Tebow questions won't stop for a long time. They'll persist through the draft, into training camp, through preseason and well into his career.
Mazzone doesn't envision a problem with that, acknowledging that Wednesday will be merely the first of many steps toward making over Tebow.
"He's got great confidence and he wants to be That Guy," Mazzone said. "I don't know any guy that's truly competitive, and you tell him he can't do something and he doesn't have a chip on his shoulder."
NFL.com personnel guru Gil Brandt also reports the Seattle Seahawks will hold an individual workout with Tebow, the most famous question mark of next month's draft.
Tebow didn't throw at the NFL scouting combine because he's trying to revamp his awkward delivery to look more orthodox.
The Heisman Trophy winner has been working out with a quartet of specialists, including former Bills quarterbacks coach Sam Wyche. His other tutors also have AFC East ties: former New York Jets offensive coordinator Zeke Bratkowski, former Jets receivers coach Noel Mazzone (Arizona State offensive coordinator) and former Miami Dolphins offensive coordinator Marc Trestman (head coach of the CFL's Montreal Alouettes).
In case you haven't noticed, all four of the contractors brought in for "Home Makeover: Tebow Edition" have AFC East ties.
Bratkowski served on the New York Jets' staff from 1985 through 1989 and again in 1995 and '96 as offensive coordinator. Mazzone was the Jets' receivers coach from 2006 through 2008. Wyche coached the Buffalo Bills quarterbacks in 2004 and '05. Trestman was the Miami Dolphins' offensive coordinator in 2004.
ESPN's Adam Schefter wrote a feature on the reclamation project. He noted Bratkowski is focusing on an improved, over-the-top delivery.
Tebow's footwork also is a concern because the Gators were a shotgun-exclusive team. He must learn how to master the center-quarterback exchange and the type of dropbacks he must be comfortable with as a pro.
The coaches sound like they're happy with how their project is coming along.
"You're not looking at the same quarterback," Bratkowski said in Schefter's feature. "To say we're there 100 percent where we want to be, no. But we'll be more improved come pro day than we are at this point in time now."
Wyche told Bengals.com reporter Geoff Hobson that Tebow's mechanical flaws are minor and could be corrected within a week once he gets into an NFL program.
"If you don't think he can line up at quarterback in the NFL, then you don't know about lining up in the NFL," Wyche told Hobson. "The last thing I told him when I left was not to change how accurate he is and his touch. The two things you have to have in a quarterback are accuracy and intelligence. If you don't, you're going to be finding another one pretty quickly. And [Tebow] is as smart as a whip."
Trestman cited Tebow's mind as his greatest asset to helping him make the transition.

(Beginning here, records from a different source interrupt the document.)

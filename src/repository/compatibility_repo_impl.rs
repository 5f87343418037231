// ==========================================
// 兼容性矩阵导入系统 - 兼容性数据 Repository 实现
// ==========================================
// 职责: 实现目标表整体替换与审计追加（使用 rusqlite）
// 事务: DROP + CREATE + INSERT + INDEX 同一事务；任一步失败回滚，旧表原样恢复
// 红线: Repository 不含业务规则，只做数据 CRUD
// ==========================================

mod schema;

pub use schema::{validate_table_name, RecordTable, MAX_BATCH_SIZE};

use crate::db::{open_sqlite_connection, table_exists};
use crate::domain::compatibility::{CapabilityRecord, CompatibilityRecord, IngestionMetadata};
use crate::repository::compatibility_repo::CompatibilityRepository;
use crate::repository::error::{RepositoryError, RepositoryResult};
use async_trait::async_trait;
use chrono::SecondsFormat;
use rusqlite::{params, params_from_iter, Connection, Transaction};
use std::sync::{Arc, Mutex, MutexGuard};
use tracing::{debug, info};

// ==========================================
// CompatibilityRepositoryImpl
// ==========================================
pub struct CompatibilityRepositoryImpl {
    conn: Arc<Mutex<Connection>>,
}

impl CompatibilityRepositoryImpl {
    /// 创建新的 Repository 实例
    ///
    /// # 参数
    /// - db_path: 数据库文件路径
    pub fn new(db_path: &str) -> RepositoryResult<Self> {
        let conn = open_sqlite_connection(db_path)
            .map_err(|e| RepositoryError::DatabaseConnectionError(e.to_string()))?;

        Ok(Self {
            conn: Arc::new(Mutex::new(conn)),
        })
    }

    /// 使用共享连接创建（一次管道运行共用一个连接）
    pub fn from_connection(conn: Arc<Mutex<Connection>>) -> Self {
        Self { conn }
    }

    fn lock(&self) -> RepositoryResult<MutexGuard<'_, Connection>> {
        self.conn
            .lock()
            .map_err(|e| RepositoryError::LockError(e.to_string()))
    }

    /// 单事务整体替换目标表
    fn replace_records<T: RecordTable>(
        &self,
        table: &str,
        records: &[T],
        batch_size: usize,
    ) -> RepositoryResult<usize> {
        validate_table_name(table)?;
        let batch_size = batch_size.clamp(1, MAX_BATCH_SIZE);

        let conn = self.lock()?;
        // 1. 开启事务（Transaction drop 时未提交则自动回滚）
        let tx = conn
            .unchecked_transaction()
            .map_err(|e| RepositoryError::DatabaseTransactionError(e.to_string()))?;

        // 2. 删表重建 + 默认读权限
        tx.execute_batch(&format!(
            "DROP TABLE IF EXISTS {table}; CREATE TABLE {table} ({defs});",
            table = table,
            defs = T::COLUMN_DEFS
        ))?;
        grant_default_read_access(&tx, table);

        // 3. 分批插入
        let mut inserted = 0;
        for (batch_no, chunk) in records.chunks(batch_size).enumerate() {
            inserted += Self::insert_batch_tx(&tx, table, chunk)?;
            debug!(table, batch_no, rows = chunk.len(), "批次写入完成");
        }

        // 4. 建索引（不使用 IF NOT EXISTS：索引名冲突视为失败）
        for (suffix, columns) in T::INDEXES {
            tx.execute(
                &format!(
                    "CREATE INDEX idx_{table}_{suffix} ON {table} ({columns})",
                    table = table,
                    suffix = suffix,
                    columns = columns
                ),
                [],
            )?;
        }

        // 5. 提交
        tx.commit()
            .map_err(|e| RepositoryError::DatabaseTransactionError(e.to_string()))?;

        info!(table, inserted, batch_size, "目标表替换完成");
        Ok(inserted)
    }

    /// 在事务中写入一个批次（单条多行 VALUES 语句）
    fn insert_batch_tx<T: RecordTable>(
        tx: &Transaction,
        table: &str,
        chunk: &[T],
    ) -> RepositoryResult<usize> {
        let sql = schema::multi_row_insert_sql(table, T::COLUMNS, chunk.len());
        let values: Vec<_> = chunk.iter().flat_map(|record| record.sql_values()).collect();
        let count = tx.execute(&sql, params_from_iter(values.iter()))?;
        Ok(count)
    }

    fn list_records<T: RecordTable>(&self, table: &str) -> RepositoryResult<Vec<T>> {
        validate_table_name(table)?;
        let conn = self.lock()?;
        if !table_exists(&conn, table)? {
            return Ok(Vec::new());
        }

        let mut stmt = conn.prepare(&format!(
            "SELECT {} FROM {} ORDER BY id",
            T::COLUMNS.join(", "),
            table
        ))?;
        let rows = stmt.query_map([], |row| T::from_row(row))?;
        let records = rows.collect::<Result<Vec<_>, _>>()?;
        Ok(records)
    }
}

/// 新表默认读权限
///
/// SQLite 无 GRANT 机制，可读性由文件权限决定；保留该步骤以维持装载顺序。
fn grant_default_read_access(_tx: &Transaction, table: &str) {
    debug!(table, "SQLite 无授权机制，默认读权限步骤跳过");
}

#[async_trait]
impl CompatibilityRepository for CompatibilityRepositoryImpl {
    async fn replace_compatibility_records(
        &self,
        table: &str,
        records: &[CompatibilityRecord],
        batch_size: usize,
    ) -> RepositoryResult<usize> {
        self.replace_records(table, records, batch_size)
    }

    async fn replace_capability_records(
        &self,
        table: &str,
        records: &[CapabilityRecord],
        batch_size: usize,
    ) -> RepositoryResult<usize> {
        self.replace_records(table, records, batch_size)
    }

    async fn append_ingestion_metadata(
        &self,
        table: &str,
        metadata: &IngestionMetadata,
    ) -> RepositoryResult<()> {
        validate_table_name(table)?;
        let conn = self.lock()?;

        conn.execute_batch(&schema::metadata_table_ddl(table))?;
        conn.execute(
            &format!(
                r#"
                INSERT INTO {} (
                    ingestion_id, pipeline, ingested_at, total_records,
                    valid_records, uploaded_by, source_filenames
                ) VALUES (?1, ?2, ?3, ?4, ?5, ?6, ?7)
                "#,
                table
            ),
            params![
                metadata.ingestion_id,
                metadata.pipeline.code(),
                metadata.ingested_at.to_rfc3339_opts(SecondsFormat::Micros, true),
                metadata.total_records as i64,
                metadata.valid_records as i64,
                metadata.uploaded_by,
                metadata.source_filenames,
            ],
        )?;

        Ok(())
    }

    async fn list_recent_ingestions(
        &self,
        table: &str,
        limit: usize,
    ) -> RepositoryResult<Vec<IngestionMetadata>> {
        validate_table_name(table)?;
        let conn = self.lock()?;
        if !table_exists(&conn, table)? {
            return Ok(Vec::new());
        }

        let mut stmt = conn.prepare(&format!(
            r#"
            SELECT ingestion_id, pipeline, ingested_at, total_records,
                   valid_records, uploaded_by, source_filenames
            FROM {}
            ORDER BY ingested_at DESC, rowid DESC
            LIMIT ?1
            "#,
            table
        ))?;
        let rows = stmt.query_map(params![limit as i64], schema::metadata_from_row)?;
        let metadata = rows.collect::<Result<Vec<_>, _>>()?;
        Ok(metadata)
    }

    async fn list_compatibility_records(
        &self,
        table: &str,
    ) -> RepositoryResult<Vec<CompatibilityRecord>> {
        self.list_records(table)
    }

    async fn list_capability_records(
        &self,
        table: &str,
    ) -> RepositoryResult<Vec<CapabilityRecord>> {
        self.list_records(table)
    }

    async fn count_records(&self, table: &str) -> RepositoryResult<usize> {
        validate_table_name(table)?;
        let conn = self.lock()?;
        if !table_exists(&conn, table)? {
            return Ok(0);
        }

        let count: i64 =
            conn.query_row(&format!("SELECT COUNT(*) FROM {}", table), [], |row| row.get(0))?;
        Ok(count.max(0) as usize)
    }
}
// ==========================================
// 兼容性矩阵导入系统 - 降噪管道行扫描器
// ==========================================
// 职责: "Denoising Technologies" / "Denoising Requirements" 表 → CapabilityRecord
// 规则: 标签精确命中能力名集合 → capability 记录（无版本）；否则按软件行解析
// ==========================================

use super::{fold_sheet, DataRow, ScanLayout, ScanState};
use crate::domain::compatibility::CapabilityRecord;
use crate::domain::types::{DenoisingSheetKind, RecordType};
use crate::domain::workbook::Sheet;
use crate::importer::software_parser::parse_software;
use crate::importer::status_normalizer::{normalize_sensor_status, SensorContext};

/// 已知能力名（精确匹配，区分大小写）
pub const CAPABILITY_NAMES: &[&str] = &[
    "CPU", "GPU", "NPU", "Bayer", "XTrans", "X-Trans", "Jpeg", "JPEG", "Raw", "RAW", "DNG",
];

const DENOISING_LAYOUT: ScanLayout = ScanLayout {
    header_row: 0,
    label_col: 0,
    first_target_col: 1,
    section_keywords: &["software", "capabilities"],
};

pub fn is_capability_name(label: &str) -> bool {
    CAPABILITY_NAMES.contains(&label)
}

/// 扫描降噪表（两类表版式相同，kind 仅用于日志与统计）
pub fn scan_denoising_sheet(kind: DenoisingSheetKind, sheet: &Sheet) -> Vec<CapabilityRecord> {
    let records = fold_sheet(sheet, &DENOISING_LAYOUT, capability_records);
    tracing::debug!(
        kind = kind.code(),
        sheet = %sheet.name,
        records = records.len(),
        "降噪表扫描完成"
    );
    records
}

fn capability_records(state: &ScanState, row: &DataRow<'_>) -> Vec<CapabilityRecord> {
    let (name, version, record_type, context) = if is_capability_name(&row.label) {
        (
            row.label.clone(),
            String::new(),
            RecordType::Capability,
            SensorContext::Single,
        )
    } else {
        let parsed = parse_software(&row.label);
        if parsed.name.is_empty() {
            return Vec::new();
        }
        (
            parsed.name,
            state.version_or_carried(parsed.version),
            RecordType::Software,
            SensorContext::Dual,
        )
    };

    state
        .active_headers
        .iter()
        .map(|header| CapabilityRecord {
            name: name.clone(),
            version: version.clone(),
            denoising_tech: header.display_name.clone(),
            status: normalize_sensor_status(row.cell(header.column_index), context),
            record_type,
        })
        .collect()
}
// ==========================================
// 兼容性矩阵导入系统 - 领域类型定义
// ==========================================
// 职责: 工作表类别 / 管道变体 / 记录类型等封闭枚举
// 序列化格式: snake_case (与数据库一致)
// ==========================================

use serde::{Deserialize, Serialize};
use std::fmt;

// ==========================================
// 工作表类别 (Sheet Kind) - 通用兼容性管道
// ==========================================
// 封闭枚举: 未识别的工作表直接跳过，不扩展
#[derive(Debug, Clone, Copy, PartialEq, Eq, Hash, Serialize, Deserialize)]
#[serde(rename_all = "snake_case")]
pub enum SheetKind {
    OsWindows,          // 软件 × Windows 版本
    OsMacos,            // 软件 × macOS 版本
    LightroomBridge,    // Lightroom 导出桥接
    HostAppBridge,      // 宿主应用桥接（插件实例）
    DeviceRawConverter, // RAW 转换器（PureRAW）
    PluginCollection,   // Nik 插件 × 宿主应用
    PluginOsMac,        // Nik 插件 × macOS
    PluginOsWin,        // Nik 插件 × Windows
}

impl SheetKind {
    /// 全部类别（按声明顺序）
    pub const ALL: [SheetKind; 8] = [
        SheetKind::OsWindows,
        SheetKind::OsMacos,
        SheetKind::LightroomBridge,
        SheetKind::HostAppBridge,
        SheetKind::DeviceRawConverter,
        SheetKind::PluginCollection,
        SheetKind::PluginOsMac,
        SheetKind::PluginOsWin,
    ];

    pub fn code(&self) -> &'static str {
        match self {
            SheetKind::OsWindows => "os_windows",
            SheetKind::OsMacos => "os_macos",
            SheetKind::LightroomBridge => "lightroom_bridge",
            SheetKind::HostAppBridge => "host_app_bridge",
            SheetKind::DeviceRawConverter => "device_raw_converter",
            SheetKind::PluginCollection => "plugin_collection",
            SheetKind::PluginOsMac => "plugin_os_mac",
            SheetKind::PluginOsWin => "plugin_os_win",
        }
    }
}

impl fmt::Display for SheetKind {
    fn fmt(&self, f: &mut fmt::Formatter<'_>) -> fmt::Result {
        f.write_str(self.code())
    }
}

// ==========================================
// 降噪管道工作表类别 (Denoising Sheet Kind)
// ==========================================
// 按精确表名定位；缺表只产出 0 条记录
#[derive(Debug, Clone, Copy, PartialEq, Eq, Hash, Serialize, Deserialize)]
#[serde(rename_all = "snake_case")]
pub enum DenoisingSheetKind {
    Technologies, // 软件版本 × 降噪技术
    Requirements, // 硬件/传感器/格式 × 降噪技术
}

impl DenoisingSheetKind {
    pub const ALL: [DenoisingSheetKind; 2] =
        [DenoisingSheetKind::Technologies, DenoisingSheetKind::Requirements];

    /// 期望的精确工作表名
    pub fn sheet_name(&self) -> &'static str {
        match self {
            DenoisingSheetKind::Technologies => "Denoising Technologies",
            DenoisingSheetKind::Requirements => "Denoising Requirements",
        }
    }

    pub fn code(&self) -> &'static str {
        match self {
            DenoisingSheetKind::Technologies => "denoising_technologies",
            DenoisingSheetKind::Requirements => "denoising_requirements",
        }
    }

    /// 精确表名匹配（仅去首尾空白）
    pub fn from_sheet_name(name: &str) -> Option<Self> {
        let name = name.trim();
        Self::ALL.into_iter().find(|k| k.sheet_name() == name)
    }
}

impl fmt::Display for DenoisingSheetKind {
    fn fmt(&self, f: &mut fmt::Formatter<'_>) -> fmt::Result {
        f.write_str(self.code())
    }
}

// ==========================================
// 管道变体 (Pipeline Variant)
// ==========================================
#[derive(Debug, Clone, Copy, PartialEq, Eq, Hash, Serialize, Deserialize)]
#[serde(rename_all = "snake_case")]
pub enum PipelineVariant {
    Compatibility, // 通用形态: software × feature × target
    Denoising,     // 能力形态: name × denoising_tech
}

impl PipelineVariant {
    pub fn code(&self) -> &'static str {
        match self {
            PipelineVariant::Compatibility => "compatibility",
            PipelineVariant::Denoising => "denoising",
        }
    }

    pub fn from_code(code: &str) -> Option<Self> {
        match code.trim() {
            "compatibility" => Some(PipelineVariant::Compatibility),
            "denoising" => Some(PipelineVariant::Denoising),
            _ => None,
        }
    }
}

impl fmt::Display for PipelineVariant {
    fn fmt(&self, f: &mut fmt::Formatter<'_>) -> fmt::Result {
        f.write_str(self.code())
    }
}

// ==========================================
// 记录类型 (Record Type) - 能力形态
// ==========================================
#[derive(Debug, Clone, Copy, PartialEq, Eq, Hash, Serialize, Deserialize)]
#[serde(rename_all = "snake_case")]
pub enum RecordType {
    Software,
    Capability,
}

impl RecordType {
    pub fn code(&self) -> &'static str {
        match self {
            RecordType::Software => "software",
            RecordType::Capability => "capability",
        }
    }

    pub fn from_code(code: &str) -> Option<Self> {
        match code.trim() {
            "software" => Some(RecordType::Software),
            "capability" => Some(RecordType::Capability),
            _ => None,
        }
    }
}

impl fmt::Display for RecordType {
    fn fmt(&self, f: &mut fmt::Formatter<'_>) -> fmt::Result {
        f.write_str(self.code())
    }
}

"His intelligence level is as high as any quarterback I've encountered coming out of college," Trestman said in Schefter's feature. "His intelligence is off the charts. After spending time with Tim, it was evident that he learned a lot of football in his four years at Florida -- a lot.
"As a result he has been able to quickly adapt and make corrections in his throwing motion and footwork that will allow him to get the ball out faster and improve his accuracy. He has more than enough arm strength and shown he can make all the throws at the next level. He has only been at it for a few weeks. So I can only anticipate he will continue to improve."